After all, and people tend to forget or overlook this fact, one of the basic tenets of the Neocons has been that the United States should use its military muscle to get what it wants in the world.

That openly brutal concept violated traditional, official American attitudes about its military, which the country has long pretended is about defense, hence the name Department of Defense.

Of course, given all the wars and interventions since WWII, that official view has always been pretty much empty words. There is absolutely nothing defensive about any of what America’s military has done for about seven decades.

And when it wasn’t done with the military, it was done with the CIA. Eisenhower - an avuncular, much-beloved figure - gave the CIA, which had just been created shortly before his term, pretty much free rein under the Dulles brothers, that Cold War team of Secretary of State and CIA Director. “Ike” was able to be the friendly face of America while they conducted the dirty work of empire without burdening him with too many details. That’s how the CIA grew into the arrogant and formidable organization Kennedy confronted after 1960.

But still, the pretence has been maintained. Now, the Neocons have been effectively saying for some years, forget the pretence. And Washington’s power establishment has listened closely since dropping the pretence appears to serve an urgent need to re-enforce its position and will upon the globe.

Washington’s power establishment recognizes that America’s relative place in the world has been slipping for decades as postwar competitors arose and succeeded, and that, if it didn’t do something about it, it would lose the immensely privileged position it has occupied since WWII.

After all, it’s mighty nice having well-rewarded and prestigious jobs in Washington, complete with a sense of people tripping over themselves to get your attention or seek some favor. These are jobs that basically involve telling other people what to do – from openly directing small states you regard as plantation properties serving American corporations to throwing your weight around in international organizations, making sure that the ninety-five percent of humanity who are not Americans do not get the idea that they somehow are entitled to influence, as through the UN.

"But like any Trump tactic to get attention, an initial bombastic approach such as the shocking announcement of treaty withdrawal is designed to control events and seek leverage in getting the changes he seeks."

That is an accurate assessment by the author.

When results don't quickly fall out of his initial explosion, he is left perplexed about what to do because he is not knowledgeable and not even particularly intelligent, nor is he patient or methodical.
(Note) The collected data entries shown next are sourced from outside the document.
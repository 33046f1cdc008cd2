//! Shared fixtures for loop tests.

use crate::context::LoopCtx;
use crate::probe::FixedProbe;
use crate::shutdown::ShutdownSignal;
use sf_core::RunClock;
use sf_io::{IoDocument, IoRegistry, SharedBus, SimulatedBus};
use sf_ledger::{EventLedger, MeasurementLog, RoutineCounters};
use sf_params::ParameterStore;
use std::sync::Arc;
use std::sync::atomic::AtomicBool;

/// Full NH-25-shaped metadata document for tests.
pub(crate) const IO_DOC: &str = r#"
[[sensor]]
name = "B0101"
descr = "stabilizer tank level"
kind = "PX-AI"
address = "analog_in0"
channel = "analog"

[[sensor]]
name = "B0102"
descr = "stabilizer pH"
kind = "EZO-pH"
address = "97"
channel = "analog"

[[sensor]]
name = "B0111"
descr = "collector tube level"
kind = "PX-AI"
address = "analog_in2"
channel = "analog"

[[sensor]]
name = "B0201"
descr = "evaporator tank level"
kind = "PX-AI"
address = "analog_in3"
channel = "analog"

[[sensor]]
name = "B0202"
descr = "evaporator pH"
kind = "EZO-pH"
address = "99"
channel = "analog"

[[sensor]]
name = "B0401"
descr = "concentrate tank full switch"
kind = "PX-DI"
address = "digital_in0"
channel = "digital"

[[sensor]]
name = "B0103"
descr = "feed pump current monitor"
kind = "PX-DI"
address = "digital_in1"
channel = "digital"

[[sensor]]
name = "B0203"
descr = "disc motor current monitor"
kind = "PX-DI"
address = "digital_in2"
channel = "digital"

[[actuator]]
name = "M0101"
descr = "stabilizer stirrer"
kind = "PX-DO"
address = "digital_out0"
motor = true

[[actuator]]
name = "M0102"
descr = "evaporator feed pump"
kind = "PX-DO"
address = "digital_out1"
motor = true
overcurrent_sensor = "B0103"

[[actuator]]
name = "M0111"
descr = "collector drain pump"
kind = "PX-DO"
address = "digital_out2"

[[actuator]]
name = "M0112"
descr = "collector flush pump"
kind = "PX-DO"
address = "digital_out3"

[[actuator]]
name = "M0201"
descr = "evaporator disc motor"
kind = "PX-DO"
address = "digital_out4"
motor = true
overcurrent_sensor = "B0203"

[[actuator]]
name = "M0202"
descr = "evaporator fans"
kind = "PX-DO"
address = "digital_out5"

[[actuator]]
name = "M0203"
descr = "concentrate sludge pump"
kind = "PX-DO"
address = "digital_out6"

[[actuator]]
name = "M0301"
descr = "dehumidifier"
kind = "PX-DO"
address = "digital_out7"
"#;

pub(crate) struct Harness {
    pub dir: tempfile::TempDir,
    pub bus: Arc<SimulatedBus>,
    pub ctx: LoopCtx,
}

impl Harness {
    /// Rewrite the parameter document; the next `load()` observes it.
    pub fn set_params(&self, params_toml: &str) {
        std::fs::write(self.dir.path().join("parameters.toml"), params_toml).unwrap();
    }
}

/// Build a loop context over a simulated bus and temp data directory.
/// Must run inside a tokio runtime (the clock reads tokio time).
pub(crate) fn harness(params_toml: &str) -> Harness {
    let dir = tempfile::tempdir().unwrap();
    let params_path = dir.path().join("parameters.toml");
    std::fs::write(&params_path, params_toml).unwrap();

    let doc: IoDocument = toml::from_str(IO_DOC).unwrap();
    let registry = Arc::new(IoRegistry::from_document(doc));
    let bus = Arc::new(SimulatedBus::new());
    let shared: SharedBus = bus.clone();

    let ledger = Arc::new(EventLedger::open(dir.path().join("event_ledger.csv")));
    let counters = Arc::new(RoutineCounters::recover(&ledger).unwrap());
    let measurements = Arc::new(MeasurementLog::new(dir.path().join("data"), "TEST").unwrap());

    let ctx = LoopCtx {
        params: Arc::new(ParameterStore::new(&params_path)),
        registry,
        bus: shared,
        ledger,
        measurements,
        counters,
        probe: Arc::new(FixedProbe(47.0)),
        clock: RunClock::start(0.0),
        shutdown: ShutdownSignal::new(),
        drain_running: Arc::new(AtomicBool::new(false)),
        evaporation_running: Arc::new(AtomicBool::new(false)),
    };

    Harness { dir, bus, ctx }
}

/// Rows currently in the event ledger file.
pub(crate) fn ledger_rows(harness: &Harness) -> Vec<String> {
    std::fs::read_to_string(harness.ctx.ledger.path())
        .map(|c| c.lines().map(str::to_string).collect())
        .unwrap_or_default()
}
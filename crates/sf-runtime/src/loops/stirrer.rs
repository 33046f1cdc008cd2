//! Stabilizer stirrer loop.
//!
//! Pure duty cycle: keeps the stabilizer tank mixed on a fixed rhythm, no
//! level gate.

use super::common;
use crate::cadence::Cadence;
use crate::context::LoopCtx;
use crate::error::RuntimeResult;
use sf_controls::{DutyCycle, DutyCycleGate};
use std::time::Duration;

const POLL: Duration = Duration::from_millis(100);

pub(crate) async fn run(ctx: LoopCtx) -> RuntimeResult<()> {
    let profile = ctx.profile().clone();
    let stirrer = ctx.registry.actuator(&profile.stirrer)?;

    let mut gate = DutyCycleGate::new();
    let mut cadence = Cadence::new(POLL);

    while !ctx.shutdown.is_requested() {
        let snapshot = ctx.params.load()?;
        let duty = snapshot.duty(&profile.stirrer)?;
        let cycle = DutyCycle::new(duty.interval, duty.runtime, duty.delay)?;

        if gate.fires(&cycle, ctx.clock.elapsed()) {
            if common::clear_to_activate(&ctx, &stirrer, &snapshot).await? {
                common::pulse(&ctx, &stirrer, duty.runtime, "stabilizer stirrer").await?;
            }
        }

        cadence.wait().await;
    }
    Ok(())
}
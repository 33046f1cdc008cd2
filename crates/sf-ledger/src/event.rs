//! Append-only event ledger with rising-edge de-duplication.

use crate::LedgerResult;
use std::collections::HashMap;
use std::fs::OpenOptions;
use std::io::Write;
use std::path::{Path, PathBuf};
use std::sync::Mutex;

/// Durable event record store.
///
/// Rows are `timestamp,tag,value` lines. The edge map is in-memory only
/// and starts empty on every launch: prior edge history is not replayed,
/// only counters are recovered (via [`EventLedger::latest_counter`]).
#[derive(Debug)]
pub struct EventLedger {
    path: PathBuf,
    inner: Mutex<EdgeState>,
}

#[derive(Debug, Default)]
struct EdgeState {
    edges: HashMap<String, bool>,
}

impl EventLedger {
    /// Open (or create on first append) the ledger file at `path`.
    pub fn open(path: impl Into<PathBuf>) -> Self {
        Self {
            path: path.into(),
            inner: Mutex::new(EdgeState::default()),
        }
    }

    pub fn path(&self) -> &Path {
        &self.path
    }

    /// Rising-edge check for one named condition.
    ///
    /// Returns true and appends a `{now, tag, value}` row iff the
    /// previously recorded state for `key` was false and `current` is
    /// true. The edge map is updated regardless of the outcome, so a
    /// sustained condition logs exactly once and each false→true
    /// transition logs exactly once.
    pub fn check_rising_edge(
        &self,
        key: &str,
        current: bool,
        tag: &str,
        value: f64,
    ) -> LedgerResult<bool> {
        let mut inner = self.inner.lock().unwrap_or_else(|e| e.into_inner());
        let previous = inner.edges.insert(key.to_string(), current).unwrap_or(false);
        if !previous && current {
            self.append_line(tag, value)?;
            return Ok(true);
        }
        Ok(false)
    }

    /// Unconditional durable append.
    pub fn append(&self, tag: &str, value: f64) -> LedgerResult<()> {
        // Hold the edge-state lock to serialize the file append as well.
        let _inner = self.inner.lock().unwrap_or_else(|e| e.into_inner());
        self.append_line(tag, value)
    }

    fn append_line(&self, tag: &str, value: f64) -> LedgerResult<()> {
        let timestamp = chrono::Local::now().format("%Y-%m-%d %H:%M:%S");
        let mut file = OpenOptions::new()
            .create(true)
            .append(true)
            .open(&self.path)?;
        writeln!(file, "{timestamp},{tag},{value}")?;
        Ok(())
    }

    /// Scan the full ledger for the last row with `tag`; `0.0` when the
    /// file or the tag is absent. This is the counter recovery path, run
    /// once per counter at startup.
    pub fn latest_counter(&self, tag: &str) -> LedgerResult<f64> {
        let content = match std::fs::read_to_string(&self.path) {
            Ok(c) => c,
            Err(err) if err.kind() == std::io::ErrorKind::NotFound => return Ok(0.0),
            Err(err) => return Err(err.into()),
        };

        let mut latest = 0.0;
        for line in content.lines() {
            let mut fields = line.splitn(3, ',');
            let (Some(_ts), Some(row_tag), Some(raw)) =
                (fields.next(), fields.next(), fields.next())
            else {
                continue;
            };
            if row_tag != tag {
                continue;
            }
            match raw.trim().parse::<f64>() {
                Ok(v) => latest = v,
                Err(_) => {
                    tracing::warn!(tag, row = line, "skipping unparseable ledger row");
                }
            }
        }
        Ok(latest)
    }
}
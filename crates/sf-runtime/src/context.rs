//! Shared state handed to every loop task.

use crate::probe::SystemProbe;
use crate::shutdown::ShutdownSignal;
use sf_core::RunClock;
use sf_io::{IoRegistry, MachineProfile, SharedBus};
use sf_ledger::{EventLedger, MeasurementLog, RoutineCounters};
use sf_params::ParameterStore;
use std::sync::Arc;
use std::sync::atomic::AtomicBool;

/// Everything a control loop needs, cheap to clone per task.
///
/// Sensors and actuators are shared by reference through the registry; the
/// two cross-loop flags are single-writer: `drain_running` is written only
/// by the drain loop (observed by flush), `evaporation_running` only by the
/// evaporation loop (observed by discharge). Eventual consistency within
/// one poll period is acceptable for both.
#[derive(Clone)]
pub struct LoopCtx {
    pub params: Arc<ParameterStore>,
    pub registry: Arc<IoRegistry>,
    pub bus: SharedBus,
    pub ledger: Arc<EventLedger>,
    pub measurements: Arc<MeasurementLog>,
    pub counters: Arc<RoutineCounters>,
    pub probe: Arc<dyn SystemProbe>,
    pub clock: RunClock,
    pub shutdown: ShutdownSignal,
    pub drain_running: Arc<AtomicBool>,
    pub evaporation_running: Arc<AtomicBool>,
}

impl LoopCtx {
    pub fn profile(&self) -> &MachineProfile {
        self.registry.profile()
    }
}
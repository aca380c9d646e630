//! Slot-label classification and ordering
//!
//! A slot label names a fixed-width time range ("15:00-15:15"). Labels are
//! partitioned into two disjoint bands: the early band (a closed list) and
//! the regular band (start hour in a fixed set). Anything else is outside
//! the gating logic but still displayed when a source sells it.

use kanbai_core::SlotRules;

/// Band a slot label falls into.
#[derive(Debug, Clone, Copy, PartialEq, Eq)]
pub enum SlotBand {
    Early,
    Regular,
    Other,
}

/// Classify a label against the configured universes. Pure: depends only on
/// the label and the rules, never on fetch cycle or member.
pub fn classify(rules: &SlotRules, label: &str) -> SlotBand {
    if rules.early_slots.iter().any(|s| s == label) {
        return SlotBand::Early;
    }
    match start_hour(label) {
        Some(h) if rules.regular_hours.contains(&h) => SlotBand::Regular,
        _ => SlotBand::Other,
    }
}

/// Whether the label belongs to the tail band the final source overwrites.
pub fn is_tail(rules: &SlotRules, label: &str) -> bool {
    start_hour(label).is_some_and(|h| rules.tail_hours.contains(&h))
}

/// Sort key: start time in minutes since midnight.
///
/// Labels that do not parse key as 0 and sort to the front. Rejecting them
/// at ingestion would drop slots the source actually sells, so odd labels
/// are kept and merely sort strangely.
pub fn sort_key(label: &str) -> u32 {
    let Some(start) = label.split('-').next() else {
        return 0;
    };
    let mut parts = start.trim().split(':');
    let (Some(h), Some(m)) = (parts.next(), parts.next()) else {
        return 0;
    };
    match (h.parse::<u32>(), m.parse::<u32>()) {
        (Ok(h), Ok(m)) => h * 60 + m,
        _ => 0,
    }
}

/// Stable sort by start time.
pub fn sort_slots(labels: &mut [String]) {
    labels.sort_by_key(|l| sort_key(l));
}

/// Hour component of the label's start time.
pub fn start_hour(label: &str) -> Option<u32> {
    label
        .split('-')
        .next()?
        .trim()
        .split(':')
        .next()?
        .parse()
        .ok()
}

/// Display form: "15:00-15:15" -> "15:00".
pub fn start_time(label: &str) -> &str {
    label.split('-').next().unwrap_or(label).trim()
}

/// The fixed known universe of slot labels: the early list plus one
/// 15-minute label per quarter hour of every regular hour. Used to
/// synthesize rows before sales start.
pub fn known_universe(rules: &SlotRules) -> Vec<String> {
    let mut labels = rules.early_slots.clone();
    for &hour in &rules.regular_hours {
        for minute in [0u32, 15, 30, 45] {
            let (end_h, end_m) = if minute == 45 {
                (hour + 1, 0)
            } else {
                (hour, minute + 15)
            };
            labels.push(format!("{hour:02}:{minute:02}-{end_h:02}:{end_m:02}"));
        }
    }
    sort_slots(&mut labels);
    labels
}

#[cfg(test)]
mod tests {
    use super::*;

    fn rules() -> SlotRules {
        SlotRules::default()
    }

    #[test]
    fn test_early_universe_classifies_early() {
        let rules = rules();
        for label in &rules.early_slots {
            assert_eq!(classify(&rules, label), SlotBand::Early, "{label}");
        }
    }

    #[test]
    fn test_regular_hours_classify_regular() {
        let rules = rules();
        for label in ["18:00-18:15", "19:45-20:00", "20:30-20:45", "21:45-22:00"] {
            assert_eq!(classify(&rules, label), SlotBand::Regular, "{label}");
        }
    }

    #[test]
    fn test_outside_both_bands_is_other() {
        let rules = rules();
        assert_eq!(classify(&rules, "12:00-12:15"), SlotBand::Other);
        assert_eq!(classify(&rules, "22:00-22:15"), SlotBand::Other);
        assert_eq!(classify(&rules, "garbage"), SlotBand::Other);
    }

    #[test]
    fn test_sort_key() {
        assert_eq!(sort_key("15:00-15:15"), 900);
        assert_eq!(sort_key("21:45-22:00"), 1305);
        assert_eq!(sort_key("not a slot"), 0);
    }

    #[test]
    fn test_sort_slots_idempotent() {
        let sorted = vec![
            "15:00-15:15".to_string(),
            "18:00-18:15".to_string(),
            "21:45-22:00".to_string(),
        ];
        let mut again = sorted.clone();
        sort_slots(&mut again);
        assert_eq!(again, sorted);

        let mut reversed: Vec<String> = sorted.iter().rev().cloned().collect();
        sort_slots(&mut reversed);
        assert_eq!(reversed, sorted);
    }

    #[test]
    fn test_is_tail() {
        let rules = rules();
        assert!(is_tail(&rules, "21:00-21:15"));
        assert!(is_tail(&rules, "21:45-22:00"));
        assert!(!is_tail(&rules, "20:45-21:00"));
        assert!(!is_tail(&rules, "15:00-15:15"));
    }

    #[test]
    fn test_start_time() {
        assert_eq!(start_time("15:00-15:15"), "15:00");
        assert_eq!(start_time("oddball"), "oddball");
    }

    #[test]
    fn test_known_universe() {
        let universe = known_universe(&rules());
        // 12 early labels + 4 hours * 4 quarter slots
        assert_eq!(universe.len(), 28);
        assert_eq!(universe.first().unwrap(), "15:00-15:15");
        assert_eq!(universe.last().unwrap(), "21:45-22:00");
        assert!(universe.contains(&"19:30-19:45".to_string()));
    }
}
He has a very limited repertoire, we might say.

The Neocon gang fills the void, always ready to suggest what’s next. They are ideologues with clear, if rather malevolent, ideas of what they want, and they are unified with a fairly well-ordered supporting establishment.

That pattern of Trump's psychology likely at least in part explain how the Neocons have gained so much influence in his administration in so short a time.

Other more individualistic advisors and appointees during meetings would tend to put an unwelcome burden back onto a perplexed Trump to make a decision from their various advice and observations. We see hints at this when he tweets, as he has a number of times, that this or that former advisor or cabinet member is stupid, the bright and able Rex Tillerson being only the most recent recipient of such an accolade.

Of course, there are also the political financial arrangements with Sheldon Adelson and other very wealthy individuals, arrangements with which he hopes to support his 2020 run for re-election. Adelson and some others to whom Trump looks are quite focused on Israel.

And, not to be dismissed, is some influence from his (much doted upon, for reasons unknown since her talents remain rather elusive) daughter and her husband, whose family is well-connected in Israel.

Much of what the United States has been through in the so-called “War on Terror”- more accurately called the Neocon Wars - represents little more than a kind of intense Israelization of American foreign policy. After all, Israel has spent seventy years enforcing its presence and belligerently expanding it at the expense of neighbors. It is what they know how to do.